Let $x$ be the discrete log, i.e., $7\equiv 2^x\mod p$. Then we can re-write this as

$$ 2^a2^{-bx}\equiv 2^{a+r_1}2^{-x(b+r_2)}\mod p$$ Since we know that $2^{28}\equiv 1\mod p$, we can treat the exponents as integers modulo $28$, i.e.,

$$a-bx \equiv a+r_1-x(b+r_2)\mod 28$$ We can cancel out terms with $a$ and $b$:

$$\begin{align}0\equiv &r_1-xr_2\mod 28\\ -r_1r_2^{-1}\equiv &x\mod 28\end{align}$$

So the discrete log is $-r_1r_2^{-1}\mod 28$.

This means what you really want to do is take a two-dimensional array of results for different values of $a$ and $b$, and find a period in that.

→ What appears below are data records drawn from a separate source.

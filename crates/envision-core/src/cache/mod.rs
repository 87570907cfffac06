//! In-memory query cache with de-duplication, stale-while-revalidate and polling.
//!
//! Entries are keyed by [`QueryKey`] and hold the last validated value for that key,
//! the last error, timestamps and at most one tracked in-flight fetch.
//!
//! - A caller only waits when there is nothing servable (no value, or the value is
//!   past `expire_time`). Concurrent callers join the in-flight fetch.
//! - A value past `stale_time` is returned immediately and revalidated in the
//!   background.
//! - Every fetch runs in its own task tagged with a generation. Only the most
//!   recently issued generation may update the entry.
//! - A failed fetch keeps the previous value and records the error next to it.
//! - Keys with live [`Subscription`]s are polled every `refetch_interval`; the poller
//!   stops with the last release.

mod entry;
mod key;
mod state;
mod subscription;

use std::collections::HashMap;
use std::future::Future;
use std::panic::AssertUnwindSafe;
use std::sync::atomic::{AtomicU64, Ordering};
use std::sync::{Arc, Mutex, MutexGuard, PoisonError, Weak};
use std::time::Duration;

use futures::FutureExt;
use time::OffsetDateTime;
use tokio::task::JoinHandle;
use tokio::time::{Instant, MissedTickBehavior};
use tracing::{debug, warn};

use self::entry::{erase_fetcher, erase_value, Entry, FetchResult, InFlight, SharedFetch};
use crate::error::{ApiError, ApiErrorKind};

pub use self::key::QueryKey;
pub use self::state::{QueryOptions, QueryState, QueryStatus, ViewState};
pub use self::subscription::Subscription;

/// Default idle period before an unused entry becomes evictable.
pub const DEFAULT_IDLE_TIMEOUT: Duration = Duration::from_secs(300);

struct CacheInner {
    entries: Mutex<HashMap<QueryKey, Entry>>,
    next_generation: AtomicU64,
    idle_timeout: Duration,
}

/// Process-wide query cache. Clones share the same store.
#[derive(Clone)]
pub struct QueryCache {
    inner: Arc<CacheInner>,
}

impl Default for QueryCache {
    fn default() -> Self {
        Self::new(DEFAULT_IDLE_TIMEOUT)
    }
}

impl std::fmt::Debug for QueryCache {
    fn fmt(&self, f: &mut std::fmt::Formatter<'_>) -> std::fmt::Result {
        f.debug_struct("QueryCache")
            .field("entries", &self.len())
            .field("idle_timeout", &self.inner.idle_timeout)
            .finish()
    }
}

It looks like what you've actually found is that the order of $7$ is $7$, i.e., $7^7\equiv 1\mod p$. I don't think this has any impact on Shor's algorithm, but I'm not sure. Usually you would only apply Shor's algorithm to a prime-order group, since you can use the Pohlig-Hellman algorithm to reduce composite-order discrete logs to smaller prime-order discrete logs.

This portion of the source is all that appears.